The measurement of nanogram amounts of acetylcholine in tissues by pyrolysis gas chromatography.

Abstract

Abstract— A method previously described for measuring ACh in biological effluents has been simplified and extended for use with tissues. The tissue is homogenized in acetonitrile containing propionylcholine as the internal standard and after centrifugation the acetonitrile is removed by shaking with toluene. To the aqueous solution is added a solution of KI‐I2 to precipitate the quaternary compounds. The precipitate is dissolved in aqueous acetonitrile and then drawn through a small column of ion‐exchange resin to convert the periodides of the quaternary compounds to chlorides which are then simultaneously pyrolysed and gas chromatographed. On the column the pyrolytic product of choline has a slower retention time than that of acetylcholine; under these circumstances the choline present in tissues does not obscure the measurement of acetylcholine. Specificity was demonstrated by several procedures including mass spectroscopy. The method can measure 25 ng (171 pmoles) of acetylcholine in extracts of brain, simply, and with high reproducibility. With the usual gas chromatograph, 16 samples can be run in a working day.
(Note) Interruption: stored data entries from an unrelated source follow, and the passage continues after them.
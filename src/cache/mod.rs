//! Remote content cache.
//!
//! # Data Flow
//! ```text
//! transform pipeline (remote module source)   bundler onLoad (inlined URL)
//!                    \                         /
//!                     → content.rs (memory hit? else fetch)
//!                     → reqwest GET → CachedContent { text, headers }
//! ```
//!
//! # Design Decisions
//! - Keyed by the full URL, kept for the life of the process
//! - Responses from the local module server are never cached: they carry
//!   per-build versions
//! - Failures propagate; there is no retry at this layer

pub mod content;

pub use content::{CacheError, CachedContent, ContentCache, HttpContentCache};
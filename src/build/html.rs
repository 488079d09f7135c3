//! Entry links declared by the static `index.html`.

use regex::Regex;
use std::sync::OnceLock;

fn link_regex() -> &'static Regex {
    static RE: OnceLock<Regex> = OnceLock::new();
    RE.get_or_init(|| {
        Regex::new(r#"(?is)<(?:link|script)\b[^>]*?\b(?:href|src)\s*=\s*["']([^"']+)["']"#)
            .expect("html link pattern is valid")
    })
}

/// `href` of every `<link>` and `src` of every `<script>`, in document order.
pub fn parse_html_links(html: &str) -> Vec<String> {
    link_regex()
        .captures_iter(html)
        .map(|caps| caps[1].to_string())
        .collect()
}

#[cfg(test)]
mod tests {
    use super::*;

    #[test]
    fn test_parse_html_links() {
        let html = r#"<!DOCTYPE html>
<html>
  <head>
    <link rel="stylesheet" href="./style/app.css">
    <link rel="icon" href='/favicon.ico' />
    <script type="module" src="/main.tsx"></script>
    <script src="https://cdn.dev/x.js"></script>
  </head>
</html>"#;
        assert_eq!(
            parse_html_links(html),
            vec!["./style/app.css", "/favicon.ico", "/main.tsx", "https://cdn.dev/x.js"]
        );
    }
}
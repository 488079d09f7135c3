//! Lifecycle management subsystem.
//!
//! # Data Flow
//! ```text
//! Signals (signals.rs):
//!     Ctrl-C / SIGTERM → Shutdown::trigger
//!
//! Shutdown (shutdown.rs):
//!     trigger → every subscriber (module server, dev watcher) stops
//! ```
//!
//! # Design Decisions
//! - The module server stops accepting immediately; in-flight requests
//!   are not drained
//! - A trigger before anyone subscribes is remembered

pub mod shutdown;
pub mod signals;

pub use shutdown::Shutdown;
pub use signals::wait_for_signal;
//! Configuration loading from disk.

use std::fs;
use std::path::{Path, PathBuf};

use crate::config::schema::AppConfig;
use crate::config::validation::{validate_config, ValidationError};

pub const CONFIG_FILE: &str = "routekit.toml";

/// Error type for configuration loading.
#[derive(Debug)]
pub enum ConfigError {
    Io(PathBuf, std::io::Error),
    Parse(toml::de::Error),
    ImportMap(PathBuf, serde_json::Error),
    Validation(Vec<ValidationError>),
}

impl std::fmt::Display for ConfigError {
    fn fmt(&self, f: &mut std::fmt::Formatter<'_>) -> std::fmt::Result {
        match self {
            ConfigError::Io(path, e) => write!(f, "IO error reading {}: {}", path.display(), e),
            ConfigError::Parse(e) => write!(f, "Parse error: {}", e),
            ConfigError::ImportMap(path, e) => {
                write!(f, "Invalid import map {}: {}", path.display(), e)
            }
            ConfigError::Validation(errors) => {
                write!(f, "Validation failed: ")?;
                for (i, err) in errors.iter().enumerate() {
                    if i > 0 { write!(f, ", ")?; }
                    write!(f, "{}", err)?;
                }
                Ok(())
            }
        }
    }
}

impl std::error::Error for ConfigError {}

/// Load and validate configuration from a TOML file.
pub fn load_config(path: &Path) -> Result<AppConfig, ConfigError> {
    let content = fs::read_to_string(path).map_err(|e| ConfigError::Io(path.to_path_buf(), e))?;
    let config: AppConfig = toml::from_str(&content).map_err(ConfigError::Parse)?;

    validate_config(&config).map_err(ConfigError::Validation)?;

    Ok(config.normalized())
}

/// Load `routekit.toml` from the app root, or validated defaults if absent.
pub fn load_project_config(root: &Path) -> Result<AppConfig, ConfigError> {
    let path = root.join(CONFIG_FILE);
    if path.is_file() {
        return load_config(&path);
    }
    tracing::debug!(root = ?root, "No config file found, using defaults");
    let config = AppConfig::default();
    validate_config(&config).map_err(ConfigError::Validation)?;
    Ok(config.normalized())
}

#[cfg(test)]
mod tests {
    use super::*;

    #[test]
    fn test_load_project_config() {
        let dir = tempfile::tempdir().unwrap();
        let config = load_project_config(dir.path()).unwrap();
        assert!(config.routes.is_none());

        fs::write(
            dir.path().join(CONFIG_FILE),
            "[routes]\ndir = \"./routes\"\nexts = [\"tsx\"]\n",
        )
        .unwrap();
        let config = load_project_config(dir.path()).unwrap();
        assert!(config.routes.is_some());
    }

    #[test]
    fn test_invalid_config_is_fatal() {
        let dir = tempfile::tempdir().unwrap();
        let path = dir.path().join(CONFIG_FILE);
        fs::write(&path, "[build]\nplatform = \"vercel\"\n[server]\ntls_cert = \"c.pem\"\n").unwrap();
        let err = load_config(&path).unwrap_err();
        let message = err.to_string();
        assert!(message.contains("Vercel is not supported yet"), "{message}");
        assert!(message.contains("tls_key"), "{message}");

        fs::write(&path, "[build\n").unwrap();
        assert!(matches!(load_config(&path), Err(ConfigError::Parse(_))));
    }
}
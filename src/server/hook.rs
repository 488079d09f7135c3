//! Optional request hook consulted before the module pipeline.

use async_trait::async_trait;
use axum::http::request::Parts;
use axum::response::Response;
use std::sync::Arc;

use crate::server::context::ServerContext;

/// A user-supplied handler. Returning `None` passes the request on.
#[async_trait]
pub trait FetchHandler: Send + Sync {
    async fn fetch(&self, parts: &Parts, ctx: &ServerContext) -> Option<Response>;
}

#[derive(Clone, Default)]
pub enum ServerHook {
    Custom(Arc<dyn FetchHandler>),
    #[default]
    Default,
}

impl ServerHook {
    pub fn custom(handler: impl FetchHandler + 'static) -> Self {
        ServerHook::Custom(Arc::new(handler))
    }

    pub(crate) async fn fetch(&self, parts: &Parts, ctx: &ServerContext) -> Option<Response> {
        match self {
            ServerHook::Custom(handler) => handler.fetch(parts, ctx).await,
            ServerHook::Default => None,
        }
    }
}

impl std::fmt::Debug for ServerHook {
    fn fmt(&self, f: &mut std::fmt::Formatter<'_>) -> std::fmt::Result {
        match self {
            ServerHook::Custom(_) => f.write_str("ServerHook::Custom"),
            ServerHook::Default => f.write_str("ServerHook::Default"),
        }
    }
}
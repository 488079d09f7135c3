//! Custom module loaders.
//!
//! A loader turns a file the built-in paths do not recognize (`.vue`,
//! `.svelte`, `.md`, ...) into script source. Its output is fed back through
//! the script transform, so imports are rewritten and tracked as usual.

use async_trait::async_trait;
use std::sync::Arc;

use crate::config::ImportMap;
use crate::transform::collaborators::TransformError;

/// Environment handed to every loader call.
#[derive(Debug, Clone)]
pub struct LoaderEnv {
    pub is_dev: bool,
    pub import_map: Arc<ImportMap>,
}

#[derive(Debug, Clone, Default, PartialEq, Eq)]
pub struct LoaderOutput {
    pub code: String,
    /// Source language of `code` (`js`, `ts`, `jsx`, `tsx`).
    pub lang: Option<String>,
    /// Style extracted by the loader; atomic CSS is appended to it.
    pub inline_css: Option<String>,
}

#[async_trait]
pub trait ModuleLoader: Send + Sync {
    /// Whether this loader handles the request pathname.
    fn test(&self, pathname: &str) -> bool;

    async fn load(&self, pathname: &str, env: &LoaderEnv) -> Result<LoaderOutput, TransformError>;
}

/// Ordered loaders; the first whose predicate matches wins.
#[derive(Clone, Default)]
pub struct LoaderChain {
    loaders: Vec<Arc<dyn ModuleLoader>>,
}

impl LoaderChain {
    pub fn new() -> Self {
        Self::default()
    }

    pub fn push(&mut self, loader: Arc<dyn ModuleLoader>) {
        self.loaders.push(loader);
    }

    pub fn find(&self, pathname: &str) -> Option<&Arc<dyn ModuleLoader>> {
        self.loaders.iter().find(|l| l.test(pathname))
    }

    pub fn len(&self) -> usize {
        self.loaders.len()
    }

    pub fn is_empty(&self) -> bool {
        self.loaders.is_empty()
    }
}

impl std::fmt::Debug for LoaderChain {
    fn fmt(&self, f: &mut std::fmt::Formatter<'_>) -> std::fmt::Result {
        f.debug_struct("LoaderChain").field("loaders", &self.loaders.len()).finish()
    }
}

#[cfg(test)]
mod tests {
    use super::*;

    struct Suffix(&'static str, &'static str);

    #[async_trait]
    impl ModuleLoader for Suffix {
        fn test(&self, pathname: &str) -> bool {
            pathname.ends_with(self.0)
        }

        async fn load(&self, _pathname: &str, _env: &LoaderEnv) -> Result<LoaderOutput, TransformError> {
            Ok(LoaderOutput {
                code: self.1.to_string(),
                ..Default::default()
            })
        }
    }

    #[tokio::test]
    async fn test_first_match_wins() {
        let mut chain = LoaderChain::new();
        chain.push(Arc::new(Suffix(".vue", "first")));
        chain.push(Arc::new(Suffix(".vue", "second")));
        chain.push(Arc::new(Suffix(".md", "markdown")));

        let env = LoaderEnv {
            is_dev: true,
            import_map: Arc::default(),
        };
        let loader = chain.find("/app.vue").unwrap();
        assert_eq!(loader.load("/app.vue", &env).await.unwrap().code, "first");
        assert!(chain.find("/a.svelte").is_none());
        assert_eq!(chain.len(), 3);
    }
}
//! Module transform subsystem.
//!
//! # Data Flow
//! ```text
//! ModuleRequest { specifier, as_module }
//!     → pipeline.rs (classify by extension / loader chain)
//!         .css            → style bundler      → CSS or `export default {scoped}`
//!         .js/.ts/...     → source transform   → rewritten script
//!         custom (.vue)   → loader.rs → source transform
//!         anything else   → None (caller serves the file as is)
//!     → DependencyGraph::mark(specifier, deps, inline CSS)
//! ```
//!
//! # Design Decisions
//! - Collaborators are traits; imports.rs and style.rs are the defaults
//! - The pipeline owns no graph; callers pass the shared instance in
//! - Atomic CSS is appended to loader-provided style, never replacing it

pub mod collaborators;
pub mod imports;
pub mod loader;
pub mod pipeline;
pub mod style;

pub use collaborators::{
    AtomicOptions, AtomicStyleGenerator, BrowserTargets, ScriptOptions, ScriptOutput, SourceTransform, StyleBundler,
    StyleOptions, StyleOutput, TransformError,
};
pub use imports::ImportRewriter;
pub use loader::{LoaderChain, LoaderEnv, LoaderOutput, ModuleLoader};
pub use pipeline::{ModuleKind, ModuleRequest, TransformOutput, TransformPipeline, CSS_CONTENT_TYPE, JS_CONTENT_TYPE};
pub use style::PlainStyleBundler;
//! Route table construction and lookup.
//!
//! # Responsibilities
//! - Enumerate files under the routing prefix and compile each match
//! - Identify the magic routes (`/_app`, `/_404`, `/_error`)
//! - Order routes by a specificity heuristic
//! - Flag nesting (layout) routes
//! - Look up the first matching route for a request
//!
//! # Design Decisions
//! - Ordering key: magic routes 0, otherwise filename segment count plus
//!   0.01 per parameter segment; ties keep enumeration order
//! - Nesting is recomputed from the whole set every time it is built
//! - Immutable once built; the server context swaps whole tables

use serde::Serialize;
use std::path::Path;
use walkdir::WalkDir;

use crate::routing::matcher::{PatternMatch, UrlPattern};
use crate::routing::regexp::{RouteError, RoutePattern, RouteRegExp, RoutesConfig};

pub const APP_PATHNAME: &str = "/_app";
pub const NOT_FOUND_PATHNAME: &str = "/_404";
pub const ERROR_PATHNAME: &str = "/_error";

#[derive(Debug, Clone, PartialEq, Eq, Serialize)]
pub struct RouteMeta {
    pub filename: String,
    pub pattern: RoutePattern,
    /// Renders as a layout around child routes.
    pub nesting: bool,
}

#[derive(Debug, Clone)]
pub struct Route {
    pub pattern: UrlPattern,
    pub meta: RouteMeta,
}

impl Route {
    pub fn new(filename: String, pattern: RoutePattern) -> Self {
        Self {
            pattern: UrlPattern::new(&pattern),
            meta: RouteMeta {
                filename,
                pattern,
                nesting: false,
            },
        }
    }

    pub fn pathname(&self) -> &str {
        &self.meta.pattern.pathname
    }

    pub fn is_magic(&self) -> bool {
        matches!(self.pathname(), APP_PATHNAME | NOT_FOUND_PATHNAME | ERROR_PATHNAME)
    }

    /// Sort key; lower sorts first.
    pub fn order(&self) -> f64 {
        if self.is_magic() {
            return 0.0;
        }
        let depth = self.meta.filename.split('/').count() as f64;
        let params = self.pathname().matches("/:").count() as f64;
        depth + params * 0.01
    }
}

/// The ordered route table plus the magic route slots.
#[derive(Debug, Clone, Default)]
pub struct Routes {
    pub routes: Vec<Route>,
    pub app: Option<Route>,
    pub not_found: Option<Route>,
    pub error: Option<Route>,
}

impl Routes {
    /// Build a table from candidate filenames (`./routes/...`).
    pub fn from_files<I>(reg: &RouteRegExp, files: I) -> Self
    where
        I: IntoIterator<Item = String>,
    {
        let mut routes: Vec<Route> = files
            .into_iter()
            .filter_map(|filename| {
                let pattern = reg.exec(&filename)?;
                Some(Route::new(filename, pattern))
            })
            .collect();

        routes.sort_by(|a, b| a.order().total_cmp(&b.order()));
        mark_nesting(&mut routes);

        let slot = |pathname: &str| routes.iter().find(|r| r.pathname() == pathname).cloned();
        Self {
            app: slot(APP_PATHNAME),
            not_found: slot(NOT_FOUND_PATHNAME),
            error: slot(ERROR_PATHNAME),
            routes,
        }
    }

    pub fn len(&self) -> usize {
        self.routes.len()
    }

    pub fn is_empty(&self) -> bool {
        self.routes.is_empty()
    }

    pub fn contains_file(&self, filename: &str) -> bool {
        self.routes.iter().any(|r| r.meta.filename == filename)
    }

    /// First non-magic route matching the request.
    pub fn match_route(&self, host: Option<&str>, pathname: &str) -> Option<(&Route, PatternMatch)> {
        self.routes
            .iter()
            .filter(|r| !r.is_magic())
            .find_map(|r| r.pattern.exec(host, pathname).map(|m| (r, m)))
    }
}

fn mark_nesting(routes: &mut [Route]) {
    let pathnames: Vec<String> = routes.iter().map(|r| r.pathname().to_string()).collect();
    for route in routes.iter_mut() {
        let pathname = route.meta.pattern.pathname.as_str();
        let child_prefix = format!("{pathname}/");
        route.meta.nesting = pathname == APP_PATHNAME
            || (pathname != "/"
                && !pathname.ends_with("/index")
                && pathnames.iter().any(|p| p != pathname && p.starts_with(&child_prefix)));
    }
}

/// Enumerate route files under `root` and build the table.
pub fn init_routes(config: &RoutesConfig, root: &Path) -> Result<Routes, RouteError> {
    let reg = RouteRegExp::compile(config)?;
    scan_routes(&reg, root)
}

pub fn scan_routes(reg: &RouteRegExp, root: &Path) -> Result<Routes, RouteError> {
    let dir = root.join(reg.prefix().trim_start_matches("./"));
    if !dir.is_dir() {
        tracing::warn!(dir = ?dir, "Route directory does not exist");
        return Ok(Routes::default());
    }

    let mut files = Vec::new();
    for entry in WalkDir::new(&dir).sort_by_file_name() {
        let entry = entry?;
        if !entry.file_type().is_file() {
            continue;
        }
        let Ok(rel) = entry.path().strip_prefix(root) else {
            continue;
        };
        let rel: Vec<String> = rel
            .components()
            .map(|c| c.as_os_str().to_string_lossy().into_owned())
            .collect();
        files.push(format!("./{}", rel.join("/")));
    }

    let routes = Routes::from_files(reg, files);
    tracing::debug!(prefix = %reg.prefix(), count = routes.len(), "Routes initialized");
    Ok(routes)
}
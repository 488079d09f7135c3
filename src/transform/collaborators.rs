//! Contracts of the external compilers the pipeline drives.

use async_trait::async_trait;
use std::collections::BTreeMap;
use thiserror::Error;

use crate::cache::CacheError;
use crate::config::{AtomicCssConfig, ImportMap};
use crate::graph::Version;

#[derive(Debug, Error)]
pub enum TransformError {
    #[error("failed to read {path}: {source}")]
    Io {
        path: String,
        #[source]
        source: std::io::Error,
    },

    #[error(transparent)]
    Fetch(#[from] CacheError),

    #[error("failed to transform {specifier}: {message}")]
    Script { specifier: String, message: String },

    #[error("failed to bundle style {specifier}: {message}")]
    Style { specifier: String, message: String },

    #[error("atomic CSS generation failed for {specifier}: {message}")]
    AtomicCss { specifier: String, message: String },

    #[error("loader failed for {path}: {message}")]
    Loader { path: String, message: String },
}

impl TransformError {
    pub fn is_not_found(&self) -> bool {
        match self {
            TransformError::Io { source, .. } => source.kind() == std::io::ErrorKind::NotFound,
            TransformError::Fetch(CacheError::Status { status, .. }) => *status == 404,
            _ => false,
        }
    }
}

/// Inputs handed to the source transform besides the code itself.
#[derive(Debug, Clone, Copy)]
pub struct ScriptOptions<'a> {
    pub is_dev: bool,
    pub import_map: &'a ImportMap,
    /// Version for modules the graph has not marked yet.
    pub baseline_version: Version,
    /// Current version of every other local module.
    pub versions: &'a BTreeMap<String, String>,
}

#[derive(Debug, Clone, Default, PartialEq, Eq)]
pub struct ScriptOutput {
    pub code: String,
    /// Canonical specifiers of every import, in source order.
    pub deps: Vec<String>,
}

/// Source-to-source compiler: strips types, rewrites imports to
/// cache-busted URLs and reports dependencies.
#[async_trait]
pub trait SourceTransform: Send + Sync {
    async fn transform(
        &self,
        specifier: &str,
        source: &str,
        options: ScriptOptions<'_>,
    ) -> Result<ScriptOutput, TransformError>;
}

/// Browser matrix styles are lowered for.
#[derive(Debug, Clone, Copy, PartialEq, Eq)]
pub struct BrowserTargets {
    pub android: u32,
    pub chrome: u32,
    pub edge: u32,
    pub firefox: u32,
    pub safari: u32,
}

impl Default for BrowserTargets {
    fn default() -> Self {
        Self {
            android: 95,
            chrome: 95,
            edge: 95,
            firefox: 90,
            safari: 14,
        }
    }
}

#[derive(Debug, Clone, Copy, Default)]
pub struct StyleOptions {
    pub targets: BrowserTargets,
    pub minify: bool,
    /// Rename class selectors and export the mapping (`*.module.css`).
    pub scoped_class_names: bool,
}

#[derive(Debug, Clone, Default, PartialEq, Eq)]
pub struct StyleOutput {
    pub code: String,
    /// Original class name → scoped class name.
    pub scoped_exports: BTreeMap<String, String>,
    pub deps: Vec<String>,
}

#[async_trait]
pub trait StyleBundler: Send + Sync {
    async fn bundle(
        &self,
        specifier: &str,
        source: &str,
        options: &StyleOptions,
    ) -> Result<StyleOutput, TransformError>;
}

#[derive(Debug, Clone, Copy)]
pub struct AtomicOptions<'a> {
    pub id: &'a str,
    pub minify: bool,
}

/// Utility-class CSS generator scanning source text for class usage.
#[async_trait]
pub trait AtomicStyleGenerator: Send + Sync {
    /// Returns the generated CSS; empty when nothing matched.
    async fn generate(
        &self,
        config: &AtomicCssConfig,
        source: &str,
        options: AtomicOptions<'_>,
    ) -> Result<String, TransformError>;
}
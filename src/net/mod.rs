//! Network layer subsystem.
//!
//! # Data Flow
//! ```text
//! (hostname, preferred port)
//!     → listener.rs (bind; on AddrInUse try port + 1, forever)
//!     → bound TcpListener + actual port
//!     → module server publishes the port and starts serving
//! ```
//!
//! # Design Decisions
//! - Only "address in use" is retried; every other bind error is fatal
//! - Retries are sequential with no backoff

pub mod listener;

pub use listener::{bind_with_retry, ListenerError};
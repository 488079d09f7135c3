//! Server entry synthesis.
//!
//! The generated program restores the dependency graph from the snapshot,
//! registers every route module and then either imports the app's own
//! server entry or starts the framework's default server.

use std::path::Path;

use crate::config::JsxRuntime;
use crate::graph::SNAPSHOT_FILE;
use crate::specifier::{encode_path, url_path};

/// Name of the temporary JSX shim written next to the bundle.
pub const JSX_SHIM_FILE: &str = "jsx-shim.js";

/// App server entries, in lookup order.
pub const SERVER_ENTRY_FILES: &[&str] = &["server.tsx", "server.ts", "server.jsx", "server.js"];

/// Which server program the bundle starts.
#[derive(Debug, Clone, PartialEq, Eq)]
pub enum ServerEntry {
    /// App-provided entry, as a specifier relative to the root (`./server.tsx`).
    Custom(String),
    /// The framework's default, middleware-free server.
    Default,
}

impl ServerEntry {
    /// The first server entry file present in `root`, else the default.
    pub fn detect(root: &Path) -> Self {
        SERVER_ENTRY_FILES
            .iter()
            .find(|name| root.join(name).is_file())
            .map(|name| ServerEntry::Custom(format!("./{}", name)))
            .unwrap_or(ServerEntry::Default)
    }

    pub fn is_jsx(&self) -> bool {
        match self {
            ServerEntry::Custom(path) => path.ends_with(".jsx") || path.ends_with(".tsx"),
            ServerEntry::Default => false,
        }
    }
}

/// A route file and the names it exports.
#[derive(Debug, Clone, PartialEq, Eq)]
pub struct RouteFile {
    pub filename: String,
    pub export_names: Vec<String>,
}

impl RouteFile {
    pub fn has_export(&self, name: &str) -> bool {
        self.export_names.iter().any(|n| n == name)
    }
}

fn quote(s: &str) -> String {
    serde_json::Value::from(s).to_string()
}

/// Build the server entry program.
///
/// `modules_origin` is where the module server answers; route modules and
/// the custom entry are imported from it so the bundler inlines them.
pub fn synthesize_server_entry(
    routes: &[RouteFile],
    entry: &ServerEntry,
    framework_url: &str,
    modules_origin: &str,
) -> String {
    let mut lines = vec![
        format!("import {{ DependencyGraph }} from {};", quote(&format!("{framework_url}/server/graph.ts"))),
        format!("import graph from {};", quote(&format!("./{SNAPSHOT_FILE}"))),
        "globalThis.serverDependencyGraph = new DependencyGraph(graph.modules);".to_string(),
    ];

    if !routes.is_empty() {
        lines.push(format!(
            "import {{ register }} from {};",
            quote(&format!("{framework_url}/server/routing.ts"))
        ));
    }
    for (idx, route) in routes.iter().enumerate() {
        let url = quote(&format!("{}{}", modules_origin, encode_path(&url_path(&route.filename))));
        if route.has_export("default") {
            lines.push(format!("import _{idx} from {url};"));
        } else {
            lines.push(format!("const _{idx} = undefined;"));
        }
        if route.has_export("data") {
            lines.push(format!("import {{ data as ${idx} }} from {url};"));
        } else {
            lines.push(format!("const ${idx} = undefined;"));
        }
        lines.push(format!(
            "register({}, {{ default: _{idx}, data: ${idx} }});",
            quote(&route.filename)
        ));
    }

    match entry {
        ServerEntry::Custom(path) => {
            lines.push(format!("import {};", quote(&format!("{}{}", modules_origin, encode_path(&url_path(path))))));
        }
        ServerEntry::Default => {
            lines.push(format!("import {{ serve }} from {};", quote(&format!("{framework_url}/server/mod.ts"))));
            lines.push("serve();".to_string());
        }
    }
    lines.join("\n")
}

/// Module injected into JSX server entries so the classic runtime finds
/// its factory.
pub fn jsx_shim(runtime: JsxRuntime, import_source: &str) -> String {
    match runtime {
        JsxRuntime::Preact => format!("import {{ h, Fragment }} from {};\nexport {{ h, Fragment }}", quote(import_source)),
        JsxRuntime::React => format!("import React from {};\nexport {{ React }}", quote(import_source)),
    }
}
The content of acetylcholine in rat brain was 26.4 nmol/g or almost precisely the values found with other gas chromatographic methods.The pyrolytic method was shown to be applicable to the detection of biologically interesting substances other than choline esters, including betaine, carnitine and the non‐ quaternary compound, ź‐aminobutyric acid, which is readily converted to a volatile compound (probably its methyl ester) when pyrolysed in the presence of tetramethylammonium hydroxide. Of additional general interest is the demonstration of the advantages of acetonitrile as a solvent for extracting water‐soluble compounds from tissues.